ANTONIO.—Bosseman, où est le maître?

LE BOSSEMAN.—Ne l'entendez-vous pas? Vous troublez la manoeuvre. Restez dans vos cabines, vous aidez la tempête.

GONZALO.—Voyons, mon cher, un peu de patience.

LE BOSSEMAN.—Quand la mer en aura. Hors d'ici!—Les vagues se soucient bien de la qualité de roi. En bas! Silence! laissez-nous tranquilles.

GONZALO.—Fort bien! cependant n'oublie pas qui tu as à bord.

LE BOSSEMAN.—Personne qui me soit plus cher que moi-même. Vous êtes un conseiller: si vous pouvez imposer silence à ces éléments, et rétablir le calme à l'instant, nous ne remuerons plus un seul cordage; usez de votre autorité. Si vous ne le pouvez, rendez grâces d'avoir vécu si longtemps, et allez dans votre cabine vous préparer aux mauvaises chances du moment, s'il faut en passer par là.—Courage, mes enfants!—Hors de mon chemin, vous dis-je.

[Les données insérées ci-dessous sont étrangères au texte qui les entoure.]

//! Parsed character model as produced by the save-file parser.
//!
//! Everything in here is plain data. The stat engine never mutates it; each
//! computation reads a `Character` and produces fresh output values.

use std::fmt;

use serde::{Deserialize, Serialize};

use crate::core_api::{CoreError, CoreErrorCode};

pub const MAX_LEVEL: u8 = 99;

const CHARM_CODES: [&str; 3] = ["cm1", "cm2", "cm3"];
const SCROLL_CODES: [&str; 2] = ["tsc", "isc"];
const TOME_CODES: [&str; 2] = ["tbk", "ibk"];
const RUNE_TYPE: &str = "rune";
const JEWEL_CODE: &str = "jew";

#[derive(Debug, Clone, Copy, PartialEq, Eq, Hash, PartialOrd, Ord, Default, Serialize, Deserialize)]
pub enum CharacterClass {
    Amazon,
    Sorceress,
    Necromancer,
    Paladin,
    Barbarian,
    Druid,
    Assassin,
    #[default]
    None,
}

impl CharacterClass {
    pub const PLAYABLE: [CharacterClass; 7] = [
        Self::Amazon,
        Self::Sorceress,
        Self::Necromancer,
        Self::Paladin,
        Self::Barbarian,
        Self::Druid,
        Self::Assassin,
    ];

    /// Class for the numeric id used in save files and item properties.
    pub fn from_id(id: i32) -> Option<Self> {
        if id < 0 {
            return None;
        }
        match id {
            0..=6 => Some(Self::PLAYABLE[id as usize]),
            7 => Some(Self::None),
            _ => None,
        }
    }

    pub fn id(&self) -> i32 {
        match *self {
            Self::Amazon => 0,
            Self::Sorceress => 1,
            Self::Necromancer => 2,
            Self::Paladin => 3,
            Self::Barbarian => 4,
            Self::Druid => 5,
            Self::Assassin => 6,
            Self::None => 7,
        }
    }

    pub fn as_str(&self) -> &'static str {
        match *self {
            Self::Amazon => "Amazon",
            Self::Sorceress => "Sorceress",
            Self::Necromancer => "Necromancer",
            Self::Paladin => "Paladin",
            Self::Barbarian => "Barbarian",
            Self::Druid => "Druid",
            Self::Assassin => "Assassin",
            Self::None => "None",
        }
    }

    /// Translation key of the "(<Class> Only)" suffix, e.g. `NecOnly`.
    pub fn class_only_key(&self) -> Option<String> {
        match *self {
            Self::None => None,
            other => Some(format!("{}Only", &other.as_str()[..3])),
        }
    }

    /// Class owning a skill id. Ids follow the skills table order.
    pub fn for_skill(skill_id: i32) -> Option<Self> {
        match skill_id {
            6..=35 => Some(Self::Amazon),
            36..=65 => Some(Self::Sorceress),
            66..=95 => Some(Self::Necromancer),
            96..=125 => Some(Self::Paladin),
            126..=155 => Some(Self::Barbarian),
            221..=250 => Some(Self::Druid),
            251..=280 => Some(Self::Assassin),
            _ => None,
        }
    }
}

impl fmt::Display for CharacterClass {
    fn fmt(&self, f: &mut fmt::Formatter<'_>) -> fmt::Result {
        f.write_str(self.as_str())
    }
}

#[derive(Debug, Clone, Copy, PartialEq, Eq, Hash, Default, Serialize, Deserialize)]
pub enum Difficulty {
    #[default]
    Normal,
    Nightmare,
    Hell,
}

impl Difficulty {
    pub fn id(&self) -> i32 {
        match *self {
            Self::Normal => 0,
            Self::Nightmare => 1,
            Self::Hell => 2,
        }
    }
}

#[derive(Debug, Clone, Copy, PartialEq, Eq, Default, Serialize, Deserialize)]
pub enum ItemLocation {
    #[default]
    Stored,
    Equipped,
    Belt,
    Cursor,
    Socketed,
}

/// Body slot of an equipped item. Declaration order is the body location id.
#[derive(Debug, Clone, Copy, PartialEq, Eq, Default, Serialize, Deserialize)]
pub enum ItemPosition {
    #[default]
    None,
    Head,
    Neck,
    Torso,
    RightHand,
    LeftHand,
    RightFinger,
    LeftFinger,
    Waist,
    Feet,
    Hands,
    RightSwap,
    LeftSwap,
}

impl ItemPosition {
    pub fn body_location(&self) -> i32 {
        *self as i32
    }

    pub fn is_swap(&self) -> bool {
        matches!(self, Self::RightSwap | Self::LeftSwap)
    }
}

#[derive(Debug, Clone, Copy, PartialEq, Eq, Default, Serialize, Deserialize)]
pub enum ItemContainer {
    #[default]
    Unknown,
    Inventory,
    HoradricCube,
    Stash,
}

#[derive(Debug, Clone, Copy, PartialEq, Eq, Default, Serialize, Deserialize)]
pub enum ItemQuality {
    #[default]
    Unknown,
    None,
    Inferior,
    Normal,
    Superior,
    Magic,
    Set,
    Rare,
    Unique,
    Craft,
}

#[derive(Debug, Clone, Copy, PartialEq, Eq, Default, Serialize, Deserialize)]
pub enum ItemKind {
    Armor,
    Weapon,
    #[default]
    Misc,
}

/// A single raw numeric modifier on an item, set bonus or passive skill.
#[derive(Debug, Clone, PartialEq, Eq, Serialize, Deserialize)]
pub struct ItemProperty {
    pub index: u16,
    pub name: String,
    pub values: Vec<i32>,
    #[serde(default)]
    pub quality_flag: i32,
    #[serde(default)]
    pub order: i32,
}

impl ItemProperty {
    pub fn new(
        index: u16,
        name: impl Into<String>,
        values: impl Into<Vec<i32>>,
        quality_flag: i32,
        order: i32,
    ) -> Self {
        Self {
            index,
            name: name.into(),
            values: values.into(),
            quality_flag,
            order,
        }
    }

    pub fn first_value(&self) -> i32 {
        self.values.first().copied().unwrap_or(0)
    }

    pub fn is_hidden(&self) -> bool {
        self.order == -1
    }
}

#[derive(Debug, Clone, PartialEq, Eq, Default, Serialize, Deserialize)]
#[serde(default)]
pub struct Item {
    pub guid: Option<String>,
    pub code: String,
    #[serde(rename = "type")]
    pub type_code: String,
    pub type2: String,
    pub kind: ItemKind,
    pub item_name: String,
    pub quality: ItemQuality,
    pub runeword: bool,
    pub durability: i32,
    pub max_durability: i32,
    pub location: ItemLocation,
    pub position: ItemPosition,
    pub container: ItemContainer,
    pub x: i32,
    pub y: i32,
    pub inv_width: i32,
    pub inv_height: i32,
    pub level: i32,
    pub req_level: i32,
    pub req_strength: i32,
    pub req_dexterity: i32,
    pub sockets: i32,
    pub socketed_items: Vec<Item>,
    pub prefix_ids: Vec<u16>,
    pub suffix_ids: Vec<u16>,
    pub rare_name_id1: i32,
    pub rare_name_id2: i32,
    pub properties: Vec<ItemProperty>,
}

impl Item {
    pub fn is_rune(&self) -> bool {
        self.type_code == RUNE_TYPE
    }

    pub fn is_charm(&self) -> bool {
        CHARM_CODES.contains(&self.code.as_str())
    }

    pub fn is_scroll(&self) -> bool {
        SCROLL_CODES.contains(&self.code.as_str())
    }

    pub fn is_tome(&self) -> bool {
        TOME_CODES.contains(&self.code.as_str())
    }

    pub fn is_gem(&self) -> bool {
        self.type_code.starts_with("gem") || self.type2 == "gem"
    }

    pub fn is_jewel(&self) -> bool {
        self.code == JEWEL_CODE
    }

    /// Broken items stop contributing; indestructible items report 0/0.
    pub fn contributes_properties(&self) -> bool {
        self.max_durability == 0 || self.durability > 0
    }
}

#[derive(Debug, Clone, PartialEq, Eq, Default, Serialize, Deserialize)]
#[serde(default)]
pub struct Attributes {
    pub strength: i32,
    pub dexterity: i32,
    pub vitality: i32,
    pub energy: i32,
    pub experience: u64,
    pub gold: u64,
    pub gold_in_stash: u64,
    pub hp: i64,
    pub max_hp: i64,
    pub mana: i64,
    pub max_mana: i64,
}

#[derive(Debug, Clone, PartialEq, Eq, Default, Serialize, Deserialize)]
#[serde(default)]
pub struct Skill {
    pub id: u16,
    pub points: u8,
    pub passive_bonuses: Vec<ItemProperty>,
}

#[derive(Debug, Clone, Copy, PartialEq, Eq, Default, Serialize, Deserialize)]
#[serde(default)]
pub struct Location {
    pub difficulty: Difficulty,
    pub active: bool,
    pub act: u8,
}

#[derive(Debug, Clone, Copy, PartialEq, Eq, Default, Serialize, Deserialize)]
#[serde(default)]
pub struct QuestData {
    pub difficulty: Difficulty,
    pub resistance_scroll_read: bool,
}

#[derive(Debug, Clone, PartialEq, Eq, Default, Serialize, Deserialize)]
#[serde(default)]
pub struct Mercenary {
    pub name_id: u16,
    pub type_id: u16,
    pub experience: u64,
    pub alive: bool,
    pub items: Vec<Item>,
}

#[derive(Debug, Clone, PartialEq, Eq, Default, Serialize, Deserialize)]
#[serde(default)]
pub struct SharedStashTab {
    pub gold: u64,
    pub items: Vec<Item>,
}

#[derive(Debug, Clone, PartialEq, Eq, Serialize, Deserialize)]
pub struct Character {
    pub name: String,
    pub class: CharacterClass,
    pub level: u8,
    #[serde(default)]
    pub hardcore: bool,
    #[serde(default = "default_expansion")]
    pub expansion: bool,
    #[serde(default)]
    pub died: bool,
    #[serde(default)]
    pub attributes: Attributes,
    #[serde(default)]
    pub items: Vec<Item>,
    #[serde(default)]
    pub equipped_set_benefits: Vec<ItemProperty>,
    #[serde(default)]
    pub skills: Vec<Skill>,
    #[serde(default)]
    pub locations: Vec<Location>,
    #[serde(default)]
    pub quest_data: Vec<QuestData>,
    #[serde(default)]
    pub mercenary: Option<Mercenary>,
}

fn default_expansion() -> bool {
    true
}

impl Character {
    /// Difficulty of the active location, Normal when none is flagged.
    pub fn current_difficulty(&self) -> Difficulty {
        self.locations
            .iter()
            .find(|location| location.active)
            .map(|location| location.difficulty)
            .unwrap_or_default()
    }

    /// Names of runewords already assembled on the character.
    pub fn runewords_on_character(&self) -> Vec<&str> {
        self.items
            .iter()
            .filter(|item| item.runeword)
            .map(|item| item.item_name.as_str())
            .collect()
    }

    /// Set bonuses plus every passive skill bonus.
    pub fn all_bonuses(&self) -> Vec<ItemProperty> {
        let mut out = self.equipped_set_benefits.clone();
        for skill in &self.skills {
            out.extend(skill.passive_bonuses.iter().cloned());
        }
        out
    }

    pub fn validate(&self) -> Result<(), CoreError> {
        if self.level == 0 || self.level > MAX_LEVEL {
            return Err(CoreError::new(
                CoreErrorCode::Validation,
                format!(
                    "character {} has level {}, expected 1-{MAX_LEVEL}",
                    self.name, self.level
                ),
            ));
        }

        let bonuses = self
            .equipped_set_benefits
            .iter()
            .chain(self.skills.iter().flat_map(|s| s.passive_bonuses.iter()));
        for property in bonuses {
            validate_property(property, "bonus list")?;
        }
        for item in &self.items {
            validate_item(item)?;
        }
        if let Some(mercenary) = &self.mercenary {
            for item in &mercenary.items {
                validate_item(item)?;
            }
        }
        Ok(())
    }
}

fn validate_item(item: &Item) -> Result<(), CoreError> {
    if item.code.is_empty() {
        return Err(CoreError::new(
            CoreErrorCode::Validation,
            format!("item '{}' has no code", item.item_name),
        ));
    }
    for property in &item.properties {
        validate_property(property, &item.code)?;
    }
    for socketed in &item.socketed_items {
        validate_item(socketed)?;
    }
    Ok(())
}

fn validate_property(property: &ItemProperty, owner: &str) -> Result<(), CoreError> {
    if property.values.is_empty() {
        return Err(CoreError::new(
            CoreErrorCode::Validation,
            format!(
                "property {} ({}) on {owner} has no values",
                property.index, property.name
            ),
        ));
    }
    Ok(())
}
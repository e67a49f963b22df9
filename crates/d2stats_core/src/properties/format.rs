//! Placeholder substitution in localized stat labels.
//!
//! Labels use printf-like placeholders (`%d`, `%+d`, `%d%%`, `%s`, `%i`).
//! Some languages number them instead (`%0`, `%+1`, ...).

const SEQUENCED_SLOTS: usize = 4;

/// Fill the placeholders of `label` with `values`, in order.
pub fn substitute(label: &str, values: &[String]) -> String {
    if label.contains("%0") || label.contains("%+0") {
        return substitute_sequenced(label, values);
    }

    let mut previous = label.to_string();
    for value in values {
        let signed = format!("+{value}");
        let mut output = replace_first(&previous, "%d%%", &format!("{value}%"));
        output = replace_first(&output, "%+d%%", &format!("{signed}%"));
        output = replace_first(&output, "%+d", &signed);
        if output == previous {
            output = replace_first_plain(&previous, value);
        }
        previous = output;
    }
    previous
}

fn substitute_sequenced(label: &str, values: &[String]) -> String {
    let mut output = label.to_string();
    for (slot, value) in values.iter().enumerate().take(SEQUENCED_SLOTS) {
        output = output
            .replace(&format!("%+{slot}"), &format!("+{value}"))
            .replace(&format!("%{slot}"), value);
    }
    output
}

fn replace_first(haystack: &str, needle: &str, replacement: &str) -> String {
    match haystack.find(needle) {
        Some(start) => {
            let mut out = String::with_capacity(haystack.len() + replacement.len());
            out.push_str(&haystack[..start]);
            out.push_str(replacement);
            out.push_str(&haystack[start + needle.len()..]);
            out
        }
        None => haystack.to_string(),
    }
}

// Earliest of %d, %i or %s.
fn replace_first_plain(haystack: &str, replacement: &str) -> String {
    let bytes = haystack.as_bytes();
    let found = bytes
        .windows(2)
        .position(|pair| pair[0] == b'%' && matches!(pair[1], b'd' | b'i' | b's'));
    match found {
        Some(start) => {
            let mut out = String::with_capacity(haystack.len() + replacement.len());
            out.push_str(&haystack[..start]);
            out.push_str(replacement);
            out.push_str(&haystack[start + 2..]);
            out
        }
        None => haystack.to_string(),
    }
}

GONZALO.—Ce drôle me rassure singulièrement. Il n'a rien d'un homme destiné à se noyer; tout son air est celui d'un gibier de potence. Bon Destin, tiens ferme pour la potence, et que la corde qui lui est réservée nous serve de câble, car le nôtre ne nous est pas bon à grand' chose. S'il n'est pas né pour être pendu, notre sort est pitoyable.